• Exercise aim
Retype the records below exactly as they appear.

• Given records

════════

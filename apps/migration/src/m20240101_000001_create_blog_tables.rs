use sea_orm_migration::prelude::*;

const NAME_LENGTH: u32 = 256;

#[derive(DeriveMigrationName)]
pub struct Migration;

#[async_trait::async_trait]
impl MigrationTrait for Migration {
    async fn up(&self, manager: &SchemaManager) -> Result<(), DbErr> {
        manager
            .create_table(
                Table::create()
                    .table(Users::Table)
                    .if_not_exists()
                    .col(ColumnDef::new(Users::Id).uuid().not_null().primary_key())
                    .col(
                        ColumnDef::new(Users::Username)
                            .string_len(150)
                            .not_null()
                            .unique_key(),
                    )
                    .col(ColumnDef::new(Users::Email).string().not_null().unique_key())
                    .col(ColumnDef::new(Users::PasswordHash).string().not_null())
                    .col(timestamp(Users::CreatedAt))
                    .col(timestamp(Users::UpdatedAt))
                    .to_owned(),
            )
            .await?;

        manager
            .create_table(
                Table::create()
                    .table(Categories::Table)
                    .if_not_exists()
                    .col(ColumnDef::new(Categories::Id).uuid().not_null().primary_key())
                    .col(
                        ColumnDef::new(Categories::Title)
                            .string_len(NAME_LENGTH)
                            .not_null(),
                    )
                    .col(ColumnDef::new(Categories::Description).text().not_null())
                    .col(
                        ColumnDef::new(Categories::Slug)
                            .string_len(64)
                            .not_null()
                            .unique_key(),
                    )
                    .col(published(Categories::IsPublished))
                    .col(timestamp(Categories::CreatedAt))
                    .to_owned(),
            )
            .await?;

        manager
            .create_table(
                Table::create()
                    .table(Locations::Table)
                    .if_not_exists()
                    .col(ColumnDef::new(Locations::Id).uuid().not_null().primary_key())
                    .col(
                        ColumnDef::new(Locations::Name)
                            .string_len(NAME_LENGTH)
                            .not_null(),
                    )
                    .col(published(Locations::IsPublished))
                    .col(timestamp(Locations::CreatedAt))
                    .to_owned(),
            )
            .await?;

        manager
            .create_table(
                Table::create()
                    .table(Posts::Table)
                    .if_not_exists()
                    .col(ColumnDef::new(Posts::Id).uuid().not_null().primary_key())
                    .col(ColumnDef::new(Posts::AuthorId).uuid().not_null())
                    .col(ColumnDef::new(Posts::Title).string_len(NAME_LENGTH).not_null())
                    .col(ColumnDef::new(Posts::Text).text().not_null())
                    .col(
                        ColumnDef::new(Posts::PubDate)
                            .timestamp_with_time_zone()
                            .not_null(),
                    )
                    .col(ColumnDef::new(Posts::LocationId).uuid().null())
                    .col(ColumnDef::new(Posts::CategoryId).uuid().null())
                    .col(ColumnDef::new(Posts::Image).string().null())
                    .col(published(Posts::IsPublished))
                    .col(timestamp(Posts::CreatedAt))
                    .foreign_key(
                        ForeignKey::create()
                            .name("fk_posts_author")
                            .from(Posts::Table, Posts::AuthorId)
                            .to(Users::Table, Users::Id)
                            .on_delete(ForeignKeyAction::Cascade),
                    )
                    .foreign_key(
                        ForeignKey::create()
                            .name("fk_posts_category")
                            .from(Posts::Table, Posts::CategoryId)
                            .to(Categories::Table, Categories::Id)
                            .on_delete(ForeignKeyAction::SetNull),
                    )
                    .foreign_key(
                        ForeignKey::create()
                            .name("fk_posts_location")
                            .from(Posts::Table, Posts::LocationId)
                            .to(Locations::Table, Locations::Id)
                            .on_delete(ForeignKeyAction::SetNull),
                    )
                    .to_owned(),
            )
            .await?;

        manager
            .create_index(
                Index::create()
                    .name("idx_posts_pub_date")
                    .table(Posts::Table)
                    .col(Posts::PubDate)
                    .to_owned(),
            )
            .await?;

        manager
            .create_table(
                Table::create()
                    .table(Comments::Table)
                    .if_not_exists()
                    .col(ColumnDef::new(Comments::Id).uuid().not_null().primary_key())
                    .col(ColumnDef::new(Comments::PostId).uuid().not_null())
                    .col(ColumnDef::new(Comments::AuthorId).uuid().not_null())
                    .col(ColumnDef::new(Comments::Text).text().not_null())
                    .col(timestamp(Comments::CreatedAt))
                    .foreign_key(
                        ForeignKey::create()
                            .name("fk_comments_post")
                            .from(Comments::Table, Comments::PostId)
                            .to(Posts::Table, Posts::Id)
                            .on_delete(ForeignKeyAction::Cascade),
                    )
                    .foreign_key(
                        ForeignKey::create()
                            .name("fk_comments_author")
                            .from(Comments::Table, Comments::AuthorId)
                            .to(Users::Table, Users::Id)
                            .on_delete(ForeignKeyAction::Cascade),
                    )
                    .to_owned(),
            )
            .await?;

        manager
            .create_index(
                Index::create()
                    .name("idx_comments_post_id")
                    .table(Comments::Table)
                    .col(Comments::PostId)
                    .to_owned(),
            )
            .await
    }

    async fn down(&self, manager: &SchemaManager) -> Result<(), DbErr> {
        manager
            .drop_table(Table::drop().table(Comments::Table).to_owned())
            .await?;
        manager
            .drop_table(Table::drop().table(Posts::Table).to_owned())
            .await?;
        manager
            .drop_table(Table::drop().table(Locations::Table).to_owned())
            .await?;
        manager
            .drop_table(Table::drop().table(Categories::Table).to_owned())
            .await?;
        manager
            .drop_table(Table::drop().table(Users::Table).to_owned())
            .await
    }
}

fn timestamp<T: IntoIden>(column: T) -> ColumnDef {
    ColumnDef::new(column)
        .timestamp_with_time_zone()
        .not_null()
        .default(Expr::current_timestamp())
        .to_owned()
}

fn published<T: IntoIden>(column: T) -> ColumnDef {
    ColumnDef::new(column)
        .boolean()
        .not_null()
        .default(true)
        .to_owned()
}

#[derive(DeriveIden)]
enum Users {
    Table,
    Id,
    Username,
    Email,
    PasswordHash,
    CreatedAt,
    UpdatedAt,
}

#[derive(DeriveIden)]
enum Categories {
    Table,
    Id,
    Title,
    Description,
    Slug,
    IsPublished,
    CreatedAt,
}

#[derive(DeriveIden)]
enum Locations {
    Table,
    Id,
    Name,
    IsPublished,
    CreatedAt,
}

#[derive(DeriveIden)]
enum Posts {
    Table,
    Id,
    AuthorId,
    Title,
    Text,
    PubDate,
    LocationId,
    CategoryId,
    Image,
    IsPublished,
    CreatedAt,
}

#[derive(DeriveIden)]
enum Comments {
    Table,
    Id,
    PostId,
    AuthorId,
    Text,
    CreatedAt,
}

════════

• Completed exercise
filename apps/migration/src/m20240101_000001_create_blog_tables.rs
use sea_orm_migration::prelude::*;

const NAME_LENGTH: u32 = 256;

#[derive(DeriveMigrationName)]
pub struct Migration;

#[async_trait::async_trait]
impl MigrationTrait for Migration {
    async fn up(&self, manager: &SchemaManager) -> Result<(), DbErr> {
        manager
            .create_table(
                Table::create()
                    .table(Users::Table)
                    .if_not_exists()
                    .col(ColumnDef::new(Users::Id).uuid().not_null().primary_key())
                    .col(
                        ColumnDef::new(Users::Username)
                            .string_len(150)
                            .not_null()
                            .unique_key(),
                    )
                    .col(ColumnDef::new(Users::Email).string().not_null().unique_key())
                    .col(ColumnDef::new(Users::PasswordHash).string().not_null())
                    .col(timestamp(Users::CreatedAt))
                    .col(timestamp(Users::UpdatedAt))
                    .to_owned(),
            )
            .await?;

        manager
            .create_table(
                Table::create()
                    .table(Categories::Table)
                    .if_not_exists()
                    .col(ColumnDef::new(Categories::Id).uuid().not_null().primary_key())
                    .col(
                        ColumnDef::new(Categories::Title)
                            .string_len(NAME_LENGTH)
                            .not_null(),
                    )
                    .col(ColumnDef::new(Categories::Description).text().not_null())
                    .col(
                        ColumnDef::new(Categories::Slug)
                            .string_len(64)
                            .not_null()
                            .unique_key(),
                    )
                    .col(published(Categories::IsPublished))
                    .col(timestamp(Categories::CreatedAt))
                    .to_owned(),
            )
            .await?;

        manager
            .create_table(
                Table::create()
                    .table(Locations::Table)
                    .if_not_exists()
                    .col(ColumnDef::new(Locations::Id).uuid().not_null().primary_key())
                    .col(
                        ColumnDef::new(Locations::Name)
                            .string_len(NAME_LENGTH)
                            .not_null(),
                    )
                    .col(published(Locations::IsPublished))
                    .col(timestamp(Locations::CreatedAt))
                    .to_owned(),
            )
            .await?;

        manager
            .create_table(
                Table::create()
                    .table(Posts::Table)
                    .if_not_exists()
                    .col(ColumnDef::new(Posts::Id).uuid().not_null().primary_key())
                    .col(ColumnDef::new(Posts::AuthorId).uuid().not_null())
                    .col(ColumnDef::new(Posts::Title).string_len(NAME_LENGTH).not_null())
                    .col(ColumnDef::new(Posts::Text).text().not_null())
                    .col(
                        ColumnDef::new(Posts::PubDate)
                            .timestamp_with_time_zone()
                            .not_null(),
                    )
                    .col(ColumnDef::new(Posts::LocationId).uuid().null())
                    .col(ColumnDef::new(Posts::CategoryId).uuid().null())
                    .col(ColumnDef::new(Posts::Image).string().null())
                    .col(published(Posts::IsPublished))
                    .col(timestamp(Posts::CreatedAt))
                    .foreign_key(
                        ForeignKey::create()
                            .name("fk_posts_author")
                            .from(Posts::Table, Posts::AuthorId)
                            .to(Users::Table, Users::Id)
                            .on_delete(ForeignKeyAction::Cascade),
                    )
                    .foreign_key(
                        ForeignKey::create()
                            .name("fk_posts_category")
                            .from(Posts::Table, Posts::CategoryId)
                            .to(Categories::Table, Categories::Id)
                            .on_delete(ForeignKeyAction::SetNull),
                    )
                    .foreign_key(
                        ForeignKey::create()
                            .name("fk_posts_location")
                            .from(Posts::Table, Posts::LocationId)
                            .to(Locations::Table, Locations::Id)
                            .on_delete(ForeignKeyAction::SetNull),
                    )
                    .to_owned(),
            )
            .await?;

        manager
            .create_index(
                Index::create()
                    .name("idx_posts_pub_date")
                    .table(Posts::Table)
                    .col(Posts::PubDate)
                    .to_owned(),
            )
            .await?;

        manager
            .create_table(
                Table::create()
                    .table(Comments::Table)
                    .if_not_exists()
                    .col(ColumnDef::new(Comments::Id).uuid().not_null().primary_key())
                    .col(ColumnDef::new(Comments::PostId).uuid().not_null())
                    .col(ColumnDef::new(Comments::AuthorId).uuid().not_null())
                    .col(ColumnDef::new(Comments::Text).text().not_null())
                    .col(timestamp(Comments::CreatedAt))
                    .foreign_key(
                        ForeignKey::create()
                            .name("fk_comments_post")
                            .from(Comments::Table, Comments::PostId)
                            .to(Posts::Table, Posts::Id)
                            .on_delete(ForeignKeyAction::Cascade),
                    )
                    .foreign_key(
                        ForeignKey::create()
                            .name("fk_comments_author")
                            .from(Comments::Table, Comments::AuthorId)
                            .to(Users::Table, Users::Id)
                            .on_delete(ForeignKeyAction::Cascade),
                    )
                    .to_owned(),
            )
            .await?;

        manager
            .create_index(
                Index::create()
                    .name("idx_comments_post_id")
                    .table(Comments::Table)
                    .col(Comments::PostId)
                    .to_owned(),
            )
            .await
    }

    async fn down(&self, manager: &SchemaManager) -> Result<(), DbErr> {
        manager
            .drop_table(Table::drop().table(Comments::Table).to_owned())
            .await?;
        manager
            .drop_table(Table::drop().table(Posts::Table).to_owned())
            .await?;
        manager
            .drop_table(Table::drop().table(Locations::Table).to_owned())
            .await?;
        manager
            .drop_table(Table::drop().table(Categories::Table).to_owned())
            .await?;
        manager
            .drop_table(Table::drop().table(Users::Table).to_owned())
            .await
    }
}

fn timestamp<T: IntoIden>(column: T) -> ColumnDef {
    ColumnDef::new(column)
        .timestamp_with_time_zone()
        .not_null()
        .default(Expr::current_timestamp())
        .to_owned()
}

fn published<T: IntoIden>(column: T) -> ColumnDef {
    ColumnDef::new(column)
        .boolean()
        .not_null()
        .default(true)
        .to_owned()
}

#[derive(DeriveIden)]
enum Users {
    Table,
    Id,
    Username,
    Email,
    PasswordHash,
    CreatedAt,
    UpdatedAt,
}

#[derive(DeriveIden)]
enum Categories {
    Table,
    Id,
    Title,
    Description,
    Slug,
    IsPublished,
    CreatedAt,
}

#[derive(DeriveIden)]
enum Locations {
    Table,
    Id,
    Name,
    IsPublished,
    CreatedAt,
}

#[derive(DeriveIden)]
enum Posts {
    Table,
    Id,
    AuthorId,
    Title,
    Text,
    PubDate,
    LocationId,
    CategoryId,
    Image,
    IsPublished,
    CreatedAt,
}

#[derive(DeriveIden)]
enum Comments {
    Table,
    Id,
    PostId,
    AuthorId,
    Text,
    CreatedAt,
}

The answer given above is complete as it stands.